I was working as the news director at a small-town radio station in northern Michigan. I got a call early on a Sunday morning from the weekend DJ calling to ask me where the extra paper was for the AP machine. I told him there was a stash behind my desk, but why did he need it? When I had left the office on Saturday, the machine was fully stocked, and weekends were usually quiet and a roll of paper would last over the two days. He told me the machine had been running non-stop since the bulletins had started coming in about some congressman from California being assassinated in South America.
I turned on the TV and began to get sporadic reports about the story. Remember, this was in 1978; two years before CNN and 24-hour news. I got dressed quickly (I remember distinctly pulling on a sweatshirt from camp with a rearing horse on the front) and went out to the station. By the time I got there I was picking up coverage from CBS radio via WBBM out of Chicago about the shootings of Rep. Leo Ryan (D-CA) and an NBC news crew who were in Guyana to investigate the goings-on at a remote compound run by a preacher from San Francisco. I went to the production office and started listening to the live feed from ABC Radio (we were an affiliate) through the network channel and poring through the miles of print-out from the AP machine, which was still going non-stop, pausing only to update the news and occasionally sending out a bulletin alarm.
I thought about pre-empting our Sunday morning programming — music and a pre-recorded interview program that I did — and going to live feed from the network, but that would have meant dumping a lot of pre-paid advertising, and the station manager wasn’t wild about that idea, and besides, we had very little information about the actual events that were going on. So I made sure that the news broadcasts were up-to-date and parked myself in the manager’s office with his little black-and-white TV and watched the fuzzy pictures coming in from the local stations in Traverse City.
It would be a few days before the awful magnitude of Jonestown was revealed, and when the pictures of the bodies of men, women, and children — hundreds of them — strewn across the lush jungle compound appeared in the newspaper and the news magazines, it was like a nightmare: incomprehensible images and no answers.
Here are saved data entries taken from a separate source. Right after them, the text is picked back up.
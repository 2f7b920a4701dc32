use std::io;

use thiserror::Error;

use crate::types::{ModelName, RunId};

/// Error type for configuration, storage, tuning, and registry failures.
#[derive(Debug, Error)]
pub enum PipelineError {
    /// Invalid or inconsistent configuration, schema, or input shape.
    #[error("configuration error: {0}")]
    Configuration(String),
    /// A filesystem operation failed at a known path.
    #[error("storage failure at '{path}': {reason}")]
    Storage {
        /// Path the failing operation targeted.
        path: String,
        /// Displayable cause of the failure.
        reason: String,
    },
    /// An I/O error with no more specific context.
    #[error(transparent)]
    Io(#[from] io::Error),
    /// Hyperparameter search or model selection failed.
    #[error("tuning failure: {0}")]
    Tuning(String),
    /// A requested model artifact is not persisted for the run.
    #[error("model '{name}' not found for run '{run_id}'")]
    ModelNotFound {
        /// Run whose artifacts were searched.
        run_id: RunId,
        /// Artifact name that was requested.
        name: ModelName,
    },
}

impl PipelineError {
    /// Build a `Storage` error from a path-like value and a displayable cause.
    pub fn storage(path: impl AsRef<std::path::Path>, reason: impl ToString) -> Self {
        Self::Storage {
            path: path.as_ref().display().to_string(),
            reason: reason.to_string(),
        }
    }
}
I am still mystified by Jonestown. We can say that it was an isolated incident of a large group of people manipulated by a charismatic but insane leader, but history has proved that it is not: witness David Koresh and Heaven’s Gate. The conventional wisdom is that the common denominator in these tragedies is religion and therefore teaches us a harsh lesson about organized faith, but in reality, religion — or rather, a gross perversion of it — is merely the method used by madmen to work their will. They know that faith is a powerful instinct and can be easily manipulated, especially among those who have been ill-treated in life or have little to hope for. Dictators, tyrants, and charlatans have used it to their own ends since time out of mind, and they always will.
We will always ask if something like Jonestown can be prevented. Sadly, as long as there are people who feel hopeless and vulnerable, there will always be people who will exploit them. Even if we recognize the difference between a community joined together by a wholesome and nurturing bond, there is a fine and faint line between that and a toxic and distrusting cult. It is one of the awful truths about human nature that a feeling of belonging can easily be turned into darkness.
I wish we had an answer to this part of human nature. But like Pandora, when we try to close the lid to all the terrible things that come flying out of the box, we can’t forget that hope and faith in ourselves is the one thing that we can count on to get us through the darkness.